Plant regeneration through somatic embryogenesis of jacket plum (Pappea capensis)

Abstract

The study was undertaken to identify an effective culture growing system for mass multiplication of jacket plum (Pappea capensis) through somatic embryogenesis. Calli derived from leaf sections were transferred onto Murashige and Skoog (MS) medium with different supplements. The most effective medium for callus induction was MS supplemented with 0.1 mg litre−1 thidiazuron (TDZ) alone or with 0.1 mg litre−1 indole-3-butyric acid (IBA) or a combination of 1.0 mg litre−1 2,4-dichlorophenoxyacetic acid (2,4-D) and 0.2 mg litre−1 benzylaminopurine (BAP). Light exposure promoted embryo induction.
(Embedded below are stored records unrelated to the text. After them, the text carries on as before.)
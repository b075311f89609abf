//! ZIP archive writer (single disk, no Zip64).

use crate::crc32::crc32;
use crate::{put_u16, put_u32};
use miniz_oxide::deflate::compress_to_vec;

/// 1980-01-01, the earliest DOS date.
const DOS_DATE: u16 = (1 << 5) | 1;

#[derive(Debug, Copy, Clone, Eq, PartialEq)]
pub enum Compression {
    Stored,
    Deflated,
}

/// One archive member with its payload already encoded.
#[derive(Debug, Clone)]
pub struct ZipEntry {
    pub name: Vec<u8>,
    pub method: u16,
    pub flags: u16,
    pub crc32: u32,
    pub payload: Vec<u8>,
    pub uncompressed_size: u32,
    pub local_extra: Vec<u8>,
    pub central_extra: Vec<u8>,
    pub external_attributes: u32,
}

impl ZipEntry {
    /// A file member.
    ///
    /// # Panics
    /// If `data` is larger than 4 GiB.
    #[must_use]
    pub fn file(name: &str, data: &[u8], compression: Compression) -> Self {
        let (method, payload) = match compression {
            Compression::Stored => (0, data.to_vec()),
            Compression::Deflated => (8, compress_to_vec(data, 6)),
        };
        Self {
            name: name.as_bytes().to_vec(),
            method,
            flags: 0,
            crc32: crc32(data),
            payload,
            uncompressed_size: u32::try_from(data.len()).expect("member larger than 4 GiB"),
            local_extra: Vec::new(),
            central_extra: Vec::new(),
            external_attributes: 0,
        }
    }

    /// A directory member; `name` should end in `/`.
    #[must_use]
    pub fn directory(name: &str) -> Self {
        Self {
            external_attributes: 0x10,
            ..Self::file(name, &[], Compression::Stored)
        }
    }
}

/// Collects members and lays them out as an archive.
#[derive(Debug, Default, Clone)]
pub struct ZipBuilder {
    entries: Vec<ZipEntry>,
    comment: Vec<u8>,
}

impl ZipBuilder {
    #[must_use]
    pub fn new() -> Self {
        Self::default()
    }

    pub fn push(&mut self, entry: ZipEntry) -> &mut Self {
        self.entries.push(entry);
        self
    }

    pub fn file(&mut self, name: &str, data: &[u8], compression: Compression) -> &mut Self {
        self.push(ZipEntry::file(name, data, compression))
    }

    pub fn directory(&mut self, name: &str) -> &mut Self {
        self.push(ZipEntry::directory(name))
    }

    pub fn comment(&mut self, comment: &[u8]) -> &mut Self {
        self.comment = comment.to_vec();
        self
    }

    #[must_use]
    pub fn len(&self) -> usize {
        self.entries.len()
    }

    #[must_use]
    pub fn is_empty(&self) -> bool {
        self.entries.is_empty()
    }

    /// Serialize the archive.
    ///
    /// # Panics
    /// If the archive outgrows the 32-bit offsets of the format, or has more
    /// than 65534 members.
    #[must_use]
    pub fn build(&self) -> Vec<u8> {
        let mut out = Vec::new();
        let mut offsets = Vec::with_capacity(self.entries.len());

        for e in &self.entries {
            offsets.push(offset32(out.len()));
            let mut hdr = [0u8; 30];
            put_u32(&mut hdr, 0, 0x0403_4B50);
            put_u16(&mut hdr, 4, 20);
            put_u16(&mut hdr, 6, e.flags);
            put_u16(&mut hdr, 8, e.method);
            put_u16(&mut hdr, 12, DOS_DATE);
            put_u32(&mut hdr, 14, e.crc32);
            put_u32(&mut hdr, 18, offset32(e.payload.len()));
            put_u32(&mut hdr, 22, e.uncompressed_size);
            put_u16(&mut hdr, 26, len16(e.name.len()));
            put_u16(&mut hdr, 28, len16(e.local_extra.len()));
            out.extend_from_slice(&hdr);
            out.extend_from_slice(&e.name);
            out.extend_from_slice(&e.local_extra);
            out.extend_from_slice(&e.payload);
        }

        let cd_offset = offset32(out.len());
        for (e, &local) in self.entries.iter().zip(&offsets) {
            let mut hdr = [0u8; 46];
            put_u32(&mut hdr, 0, 0x0201_4B50);
            put_u16(&mut hdr, 4, 20);
            put_u16(&mut hdr, 6, 20);
            put_u16(&mut hdr, 8, e.flags);
            put_u16(&mut hdr, 10, e.method);
            put_u16(&mut hdr, 14, DOS_DATE);
            put_u32(&mut hdr, 16, e.crc32);
            put_u32(&mut hdr, 20, offset32(e.payload.len()));
            put_u32(&mut hdr, 24, e.uncompressed_size);
            put_u16(&mut hdr, 28, len16(e.name.len()));
            put_u16(&mut hdr, 30, len16(e.central_extra.len()));
            put_u32(&mut hdr, 38, e.external_attributes);
            put_u32(&mut hdr, 42, local);
            out.extend_from_slice(&hdr);
            out.extend_from_slice(&e.name);
            out.extend_from_slice(&e.central_extra);
        }
        let cd_size = offset32(out.len()) - cd_offset;

        let count = len16(self.entries.len());
        let mut eocd = [0u8; 22];
        put_u32(&mut eocd, 0, 0x0605_4B50);
        put_u16(&mut eocd, 8, count);
        put_u16(&mut eocd, 10, count);
        put_u32(&mut eocd, 12, cd_size);
        put_u32(&mut eocd, 16, cd_offset);
        put_u16(&mut eocd, 20, len16(self.comment.len()));
        out.extend_from_slice(&eocd);
        out.extend_from_slice(&self.comment);
        out
    }
}

fn offset32(v: usize) -> u32 {
    u32::try_from(v).expect("archive exceeds 4 GiB")
}

fn len16(v: usize) -> u16 {
    u16::try_from(v)
        .ok()
        .filter(|&v| v != u16::MAX)
        .expect("field exceeds 16 bits")
}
Three-quarter strength MS medium supplemented with 0.05 mg litre−1 TDZ and 0.3 mg litre−1 casein hydrolysate (CH) was effective for embryo germination and the most effective culture medium for plantlet conversion was three-quarter strength MS supplemented with 0.2 mg litre−1 BAP and 0.3 mg litre−1 CH. There was 60% survival of plants under a mist propagation chamber. The study shows that it is possible to improve P. capensis somatic embryogenesis through manipulation of some culture medium constituents and incubation conditions. © 2008 Taylor & Francis Group, LLC.